(Data to examine begins)

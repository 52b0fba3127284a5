//! `mindforge summary`, `map`, and `quiz`.

use anyhow::Result;

use crate::config::Config;
use crate::session::{Services, Session};
use crate::units::UnitStore;

pub fn run_summary(config: &Config, unit: &str) -> Result<()> {
    let store = UnitStore::open(&config.data.dir)?;
    match store.load_analysis(unit)? {
        Some(analysis) => {
            println!("--- Summary: {} ---", analysis.document);
            println!("{}", analysis.summary);
        }
        None => println!("No analysis yet. Run `mindforge ingest {} <file>` first.", unit),
    }
    Ok(())
}

pub fn run_map(config: &Config, unit: &str, json: bool) -> Result<()> {
    let store = UnitStore::open(&config.data.dir)?;
    let Some(analysis) = store.load_analysis(unit)? else {
        println!("No analysis yet. Run `mindforge ingest {} <file>` first.", unit);
        return Ok(());
    };
    if json {
        println!("{}", serde_json::to_string_pretty(&analysis.concept_map)?);
    } else if analysis.concept_map.is_empty() {
        println!("(empty concept map)");
    } else {
        print!("{}", analysis.concept_map);
    }
    Ok(())
}

pub async fn run_quiz(config: &Config, unit: &str) -> Result<()> {
    let services = Services::from_config(config)?;
    let store = UnitStore::open(&config.data.dir)?;
    let session = Session::open(&store, unit)?;
    let quiz = session.generate_quiz(&services).await?;
    if quiz.is_empty() {
        println!("The model did not return a usable quiz. Try again.");
    } else {
        print!("{}", quiz);
    }
    Ok(())
}
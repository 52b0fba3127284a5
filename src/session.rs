//! Per-unit session state.
//!
//! A [`Session`] is the in-memory view of one open unit: notes, chat
//! transcript, last analysis, and at most one embedding index. It is
//! created when the unit is opened and dropped when another unit is opened
//! or the workspace is closed. Providers are passed in explicitly through
//! [`Services`] on every call.

use std::path::PathBuf;

use anyhow::{anyhow, bail, Context, Result};
use chrono::Utc;
use mindforge_core::embedding::{embed_query, EmbeddingProvider};
use mindforge_core::index::{build_index, EmbeddingIndex, SearchHit};
use mindforge_core::models::{ChatMessage, Document, SourceKind};
use mindforge_core::rag::{CompletionProvider, Responder};
use mindforge_core::segment::SegmentStrategy;
use mindforge_core::study::{self, truncate_chars, Quiz};
use tracing::{info, warn};

use crate::completion::create_completer;
use crate::config::{ChunkingConfig, Config};
use crate::embedding::create_embedder;
use crate::extract::load_document;
use crate::index_store::{load_index, remove_index, save_index};
use crate::units::{Analysis, UnitStore};

/// Characters of document text kept as quiz material.
const QUIZ_SOURCE_CHARS: usize = 4000;

/// Providers and tuning shared by every session operation.
pub struct Services {
    pub embedder: Box<dyn EmbeddingProvider>,
    pub completer: Box<dyn CompletionProvider>,
    pub chunking: ChunkingConfig,
    pub top_k: usize,
    pub batch_size: usize,
}

impl Services {
    pub fn from_config(config: &Config) -> Result<Self> {
        Ok(Self {
            embedder: create_embedder(&config.embedding)?,
            completer: create_completer(&config.completion)?,
            chunking: config.chunking.clone(),
            top_k: config.retrieval.top_k,
            batch_size: config.embedding.batch_size,
        })
    }

    /// Services with default chunking and retrieval settings.
    pub fn new(
        embedder: Box<dyn EmbeddingProvider>,
        completer: Box<dyn CompletionProvider>,
    ) -> Self {
        let config = Config::default();
        Self {
            embedder,
            completer,
            chunking: config.chunking,
            top_k: config.retrieval.top_k,
            batch_size: config.embedding.batch_size,
        }
    }

    /// Splitter and window for a document source.
    ///
    /// Uploaded files get the boundary-aware splitter; transcripts and
    /// pasted text use the plain window, transcripts with their own size.
    pub fn segmentation(&self, source: SourceKind) -> (SegmentStrategy, usize, usize) {
        let c = &self.chunking;
        match source {
            SourceKind::File => (SegmentStrategy::Boundary, c.chunk_size, c.overlap),
            SourceKind::Video => (SegmentStrategy::Fixed, c.video_chunk_size, c.video_overlap),
            SourceKind::Text => (SegmentStrategy::Fixed, c.chunk_size, c.overlap),
        }
    }

    pub fn responder(&self) -> Responder<'_> {
        Responder::new(self.embedder.as_ref(), self.completer.as_ref()).with_top_k(self.top_k)
    }
}

/// One open unit.
pub struct Session {
    store: UnitStore,
    unit: String,
    dir: PathBuf,
    notes: String,
    chat: Vec<ChatMessage>,
    index: Option<EmbeddingIndex>,
    analysis: Option<Analysis>,
}

impl Session {
    /// Load a unit's saved state. A missing or unreadable index leaves the
    /// session without retrieval rather than failing.
    pub fn open(store: &UnitStore, unit: &str) -> Result<Self> {
        let dir = store.unit_dir(unit)?;
        let index = load_index(&dir);
        let session = Self {
            store: store.clone(),
            unit: unit.to_string(),
            notes: store.load_notes(unit)?,
            chat: store.load_chat(unit)?,
            analysis: store.load_analysis(unit)?,
            index,
            dir,
        };
        info!(
            unit,
            indexed = session.index.is_some(),
            messages = session.chat.len(),
            "opened unit"
        );
        Ok(session)
    }

    pub fn unit(&self) -> &str {
        &self.unit
    }

    pub fn notes(&self) -> &str {
        &self.notes
    }

    pub fn chat(&self) -> &[ChatMessage] {
        &self.chat
    }

    pub fn index(&self) -> Option<&EmbeddingIndex> {
        self.index.as_ref()
    }

    pub fn analysis(&self) -> Option<&Analysis> {
        self.analysis.as_ref()
    }

    /// Segment, summarize, map, and index `document`, replacing the unit's
    /// previous index and analysis.
    ///
    /// Provider failures do not fail the analysis: the summary carries the
    /// error text, the concept map comes back empty, and a failed index
    /// build leaves the unit without retrieval (any stale saved index is
    /// removed).
    pub async fn analyze(&mut self, document: &Document, services: &Services) -> Result<Analysis> {
        let (strategy, chunk_size, overlap) = services.segmentation(document.source);
        let chunks = strategy
            .segment(&document.text, chunk_size, overlap)
            .context("Failed to segment document")?;
        let Some(first) = chunks.first() else {
            bail!("Document '{}' contains no text", document.name);
        };
        info!(
            unit = %self.unit,
            document = %document.name,
            chunks = chunks.len(),
            ?strategy,
            "analyzing document"
        );

        let summary = study::summarize(services.completer.as_ref(), &first.text).await;
        let concept_map = study::concept_map(services.completer.as_ref(), &first.text).await;

        self.index = build_index(services.embedder.as_ref(), &chunks, services.batch_size).await;
        let persisted = match &self.index {
            Some(index) => save_index(index, &self.dir),
            None => remove_index(&self.dir),
        };
        if let Err(e) = persisted {
            warn!(unit = %self.unit, error = %format!("{:#}", e), "index not persisted");
        }

        let analysis = Analysis {
            document: document.name.clone(),
            source: document.source,
            strategy,
            chunk_count: chunks.len(),
            indexed: self.index.is_some(),
            summary,
            concept_map,
            excerpt: truncate_chars(&document.text, QUIZ_SOURCE_CHARS).to_string(),
            analyzed_at: Utc::now().to_rfc3339(),
        };
        if let Err(e) = self.store.save_analysis(&self.unit, &analysis) {
            warn!(unit = %self.unit, error = %format!("{:#}", e), "analysis not persisted");
        }
        self.analysis = Some(analysis.clone());
        Ok(analysis)
    }

    /// One chat turn. The transcript is saved after every exchange; a save
    /// failure is logged and the answer is still returned.
    pub async fn ask(&mut self, query: &str, services: &Services) -> String {
        self.chat.push(ChatMessage::user(query));
        let answer = services.responder().answer(query, self.index.as_ref()).await;
        self.chat.push(ChatMessage::assistant(answer.clone()));

        if let Err(e) = self.store.save_chat(&self.unit, &self.chat) {
            warn!(unit = %self.unit, error = %format!("{:#}", e), "chat not persisted");
        }
        answer
    }

    /// Raw retrieval: the `k` chunks closest to `query`.
    pub async fn retrieve(
        &self,
        query: &str,
        k: usize,
        services: &Services,
    ) -> Result<Vec<SearchHit<'_>>> {
        let index = self
            .index
            .as_ref()
            .ok_or_else(|| anyhow!("Unit '{}' has no index; analyze a document first", self.unit))?;
        let vector = embed_query(services.embedder.as_ref(), query).await?;
        Ok(index.search(&vector, k)?)
    }

    pub fn save_notes(&mut self, notes: &str) -> Result<()> {
        self.store.save_notes(&self.unit, notes)?;
        self.notes = notes.to_string();
        Ok(())
    }

    pub fn clear_chat(&mut self) -> Result<()> {
        self.chat.clear();
        self.store.save_chat(&self.unit, &self.chat)
    }

    /// Text to build a quiz from: the last analyzed document, else the
    /// unit's first stored resource, else the indexed chunks.
    fn quiz_source(&self) -> Option<String> {
        if let Some(analysis) = self.analysis.as_ref().filter(|a| !a.excerpt.is_empty()) {
            return Some(analysis.excerpt.clone());
        }

        let first_resource = self
            .store
            .get(&self.unit)
            .ok()
            .and_then(|u| u.info.resources.first().cloned());
        if let Some(resource) = first_resource {
            match self
                .store
                .resource_path(&self.unit, &resource.name)
                .and_then(|p| load_document(&p))
            {
                Ok(doc) => return Some(truncate_chars(&doc.text, QUIZ_SOURCE_CHARS).to_string()),
                Err(e) => warn!(resource = %resource.name, error = %format!("{:#}", e), "resource unreadable"),
            }
        }

        self.index.as_ref().map(|index| {
            let joined = index
                .entries()
                .iter()
                .map(|e| e.chunk.text.as_str())
                .collect::<Vec<_>>()
                .join("\n\n");
            truncate_chars(&joined, QUIZ_SOURCE_CHARS).to_string()
        })
    }

    pub async fn generate_quiz(&self, services: &Services) -> Result<Quiz> {
        let source = self
            .quiz_source()
            .ok_or_else(|| anyhow!("Nothing to quiz on yet; analyze a document first"))?;
        study::quiz(services.completer.as_ref(), &source)
            .await
            .map_err(|e| anyhow!("Quiz Error: {}", e))
    }
}

/// Holds at most one open [`Session`].
pub struct Workspace {
    store: UnitStore,
    current: Option<Session>,
}

impl Workspace {
    pub fn new(store: UnitStore) -> Self {
        Self {
            store,
            current: None,
        }
    }

    pub fn store(&self) -> &UnitStore {
        &self.store
    }

    /// Open `unit`, discarding the current session (and its index) first.
    pub fn open(&mut self, unit: &str) -> Result<&mut Session> {
        self.close();
        let session = Session::open(&self.store, unit)?;
        Ok(self.current.insert(session))
    }

    pub fn close(&mut self) {
        if let Some(previous) = self.current.take() {
            info!(unit = previous.unit(), "closed unit");
        }
    }

    pub fn current(&self) -> Option<&Session> {
        self.current.as_ref()
    }

    pub fn current_mut(&mut self) -> Option<&mut Session> {
        self.current.as_mut()
    }
}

(Data to examine ends)

(Work required): The answer should be a single number: the count of lines in the data that include the string "segmentation".

(Response area): 2